The message of Christianity IS the Gospel! The Gospel is GOOD NEWS! Why would we not want to hear that proclaimed loud and often! When it isn’t, Law and Gospel become confused and we end up with this:
“Another way we distort the proclamation of Christ in the “Pharasaic” mode is by what has sometimes been called “the assumed gospel.” This is often the first stage of taking our eyes off of Christ. Even where Christ is regarded as the answer to God’s just wrath, this emphasis is regarded as a point that can be left behind in the Christian life. The idea is that people “get saved” and then “become disciples.” The gospel for sinners is Christ’s death and resurrection; the gospel for disciples, however, is, “Get busy!” But this assumes that disciples are not sinners, too. There is not a single biblical verse that calls us to “live the gospel.” By definition, the gospel is not something that we can live. It is only something that we can hear and receive. It is good news, not good advice. The good news is that, “But now, apart from law, the righteousness of God has been disclosed, and is attested by the Law and the prophets, the righteousness of God through faith in Jesus Christ for all who believe,” since sinners “are now justified by his grace as a gift, through the redemption that is in Christ Jesus, whom God put forward as a propitiation by his blood, received through faith” (Rom. 3:21-25). ” (Christless Christianity, Modern Reformation)

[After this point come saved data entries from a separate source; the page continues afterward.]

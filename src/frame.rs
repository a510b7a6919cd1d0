//! The frame loop: the single process that advances and draws a scene.
//!
//! A [`FrameLoop`] owns everything a frame touches: the [`Scene`], the
//! [`ViewportController`], a [`Renderer`], a [`FrameScheduler`] standing in for
//! the host's "next paint" primitive and a [`TimeSource`]. It is driven from the
//! outside: the host calls [`FrameLoop::on_frame`] whenever a requested frame
//! becomes due.
//!
//! # Lifecycle
//!
//! `Idle --start--> Running --stop--> Stopped`. `stop` is terminal and cancels
//! the outstanding frame request; a fatal renderer error stops the loop too.
//!
//! # One frame
//!
//! 1. apply a queued viewport resize
//! 2. read the clock once
//! 3. move the camera by the orbit controls
//! 4. sync debug-control bindings, run the animation driver, update world transforms
//! 5. draw
//! 6. request the next frame

use std::time::Duration;

use log::{debug, error, warn};

use crate::{
    camera::OrbitControls,
    clock::TimeSource,
    render::{RenderError, Renderer},
    scene::Scene,
    viewport::ViewportController,
};

/// Handle of one outstanding "next paint" request.
#[derive(Clone, Copy, Debug, PartialEq, Eq, Hash)]
pub struct FrameRequest(pub u64);

/// The host's next-paint primitive: one callback per request, cancelable.
pub trait FrameScheduler {
    fn request_frame(&mut self) -> FrameRequest;
    fn cancel_frame(&mut self, request: FrameRequest);
}

#[derive(Clone, Copy, Debug, PartialEq, Eq)]
pub enum LoopState {
    Idle,
    Running,
    Stopped,
}

/// What happened to one scheduled frame.
#[derive(Clone, Debug, PartialEq)]
pub enum FrameOutcome {
    Presented,
    /// The loop was not running; nothing was touched.
    Skipped,
    /// The frame was lost to a recoverable renderer error; the next one is scheduled.
    Dropped(RenderError),
}

#[derive(Debug, Clone, PartialEq, thiserror::Error)]
pub enum FrameError {
    #[error("the frame loop was stopped and cannot be restarted")]
    Stopped,
    #[error("rendering failed: {0}")]
    Render(#[from] RenderError),
}

pub struct FrameLoop<R, S, C> {
    scene: Scene,
    viewport: ViewportController,
    controls: OrbitControls,
    renderer: R,
    scheduler: S,
    clock: C,
    state: LoopState,
    pending: Option<FrameRequest>,
    frames: u64,
    last_elapsed: Duration,
}

impl<R, S, C> FrameLoop<R, S, C>
where
    R: Renderer,
    S: FrameScheduler,
    C: TimeSource,
{
    pub fn new(
        scene: Scene,
        viewport: ViewportController,
        renderer: R,
        scheduler: S,
        clock: C,
    ) -> Self {
        Self {
            scene,
            viewport,
            controls: OrbitControls::default(),
            renderer,
            scheduler,
            clock,
            state: LoopState::Idle,
            pending: None,
            frames: 0,
            last_elapsed: Duration::ZERO,
        }
    }

    pub fn with_controls(mut self, controls: OrbitControls) -> Self {
        self.controls = controls;
        self
    }

    /// Schedules the first frame. Starting a running loop does nothing.
    pub fn start(&mut self) -> Result<(), FrameError> {
        match self.state {
            LoopState::Idle => {
                self.state = LoopState::Running;
                self.last_elapsed = self.clock.elapsed();
                self.schedule();
                Ok(())
            }
            LoopState::Running => Ok(()),
            LoopState::Stopped => Err(FrameError::Stopped),
        }
    }

    /// Terminal: cancels the outstanding request, later frames are skipped.
    pub fn stop(&mut self) {
        if let Some(request) = self.pending.take() {
            self.scheduler.cancel_frame(request);
        }
        if self.state != LoopState::Stopped {
            debug!("Frame loop stopped after {} frames", self.frames);
        }
        self.state = LoopState::Stopped;
    }

    /// The scheduled callback.
    pub fn on_frame(&mut self) -> Result<FrameOutcome, FrameError> {
        if self.state != LoopState::Running {
            return Ok(FrameOutcome::Skipped);
        }
        self.pending = None;

        self.viewport.apply_pending(&mut self.renderer);

        let elapsed = self.clock.elapsed();
        let dt = elapsed.saturating_sub(self.last_elapsed);
        self.last_elapsed = elapsed;

        self.controls.update(self.viewport.camera_mut(), dt);
        self.scene.advance(elapsed.as_secs_f32());

        match self
            .renderer
            .draw_frame(&self.scene, self.viewport.camera())
        {
            Ok(()) => {
                self.frames += 1;
                self.schedule();
                Ok(FrameOutcome::Presented)
            }
            Err(err) if err.needs_reconfigure() => {
                warn!("Dropping frame: {}. Reconfiguring the surface", err);
                self.viewport.reconfigure(&mut self.renderer);
                self.schedule();
                Ok(FrameOutcome::Dropped(err))
            }
            Err(err) if !err.is_fatal() => {
                warn!("Dropping frame: {}", err);
                self.schedule();
                Ok(FrameOutcome::Dropped(err))
            }
            Err(err) => {
                error!("Stopping the frame loop: {}", err);
                self.state = LoopState::Stopped;
                Err(FrameError::Render(err))
            }
        }
    }

    /// Queues a logical resize for the start of the next frame.
    pub fn on_resize(&mut self, width: u32, height: u32) {
        self.viewport.request_resize(width, height);
    }

    pub fn set_pixel_density(&mut self, density: f64) {
        self.viewport.set_pixel_density(density, &mut self.renderer);
    }

    pub fn state(&self) -> LoopState {
        self.state
    }

    pub fn is_running(&self) -> bool {
        self.state == LoopState::Running
    }

    /// Frames presented so far.
    pub fn frame_count(&self) -> u64 {
        self.frames
    }

    pub fn pending_request(&self) -> Option<FrameRequest> {
        self.pending
    }

    pub fn scene(&self) -> &Scene {
        &self.scene
    }

    pub fn scene_mut(&mut self) -> &mut Scene {
        &mut self.scene
    }

    pub fn viewport(&self) -> &ViewportController {
        &self.viewport
    }

    pub fn controls_mut(&mut self) -> &mut OrbitControls {
        &mut self.controls
    }

    pub fn renderer(&self) -> &R {
        &self.renderer
    }

    pub fn renderer_mut(&mut self) -> &mut R {
        &mut self.renderer
    }

    pub fn scheduler(&self) -> &S {
        &self.scheduler
    }

    pub fn scheduler_mut(&mut self) -> &mut S {
        &mut self.scheduler
    }

    fn schedule(&mut self) {
        self.pending = Some(self.scheduler.request_frame());
    }
}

This idea is what I find lacking in so many patriocentric circles- a real passion for the Gospel. There are so many rules that I have to wonder where they turn when they fail? Do they just become more firm in their resolve to “take back the culture” by wearing dresses and raising little warriors for Christ? I have seen very little grace extended from these folks. They are so busy preaching law that the gospel gets lost. Its exactly what Horton is talking about.
Legalism isn’t just “works of the Law to merit righteousness.” Legalism isn’t just extra-biblical laws to increase sanctification. Legalism is also Law preached but no gospel. I think that’s a big area where patriocentricity breaks down.
And if that isn’t what they intend- if the intent is to point others to Christ- then I think they are really missing the mark in the way their message comes across. I heard Jennie Chancey say once to draw our strength from Jesus. “Look to Jesus!” she exhorted us. Those kinds of exhortations are few and far between coming from that camp. My prayer is that the folks in this movement discover the Christ of the gospel and stop assuming it. WE ALL NEED IT. EVERY DAY!




It’s like I said to you on the phone: They’re selling righteousness. The world is big and to be feared, and we can help protect you from it. But what you end up with is people trying really hard to measure up to the image of a godly wife/mother/sister/family/etc. and when they fall in to sin in their lives they will be unable to address it for fear of losing the image of righteousness.
There is a danger in forgetting that there is not one of us who does not need the blood of Christ. I sin on a daily basis and need forgiveness.
What a phenomenal post!! Thank you.
I attended a Calvary Chapel about a decade ago and found the same thing. Very nice people, but they definitely assumed the gospel while they were in church. They presented the gospel outside the church and sometimes at the church’s coffee shop, but I never heard a presentation of the gospel from the pulpit. The music was awesome though – okay, that’s a side point.
I think this points at the reason that expositional/exegetical preaching is so important over against topical (“relevant”) preaching. The Bible presents the drama of salvation. The Bible presents the gospel from Genesis to Revelation. If we preach the Bible exegetically, we will be preaching the gospel every Sunday – and every other day that we meet as a church.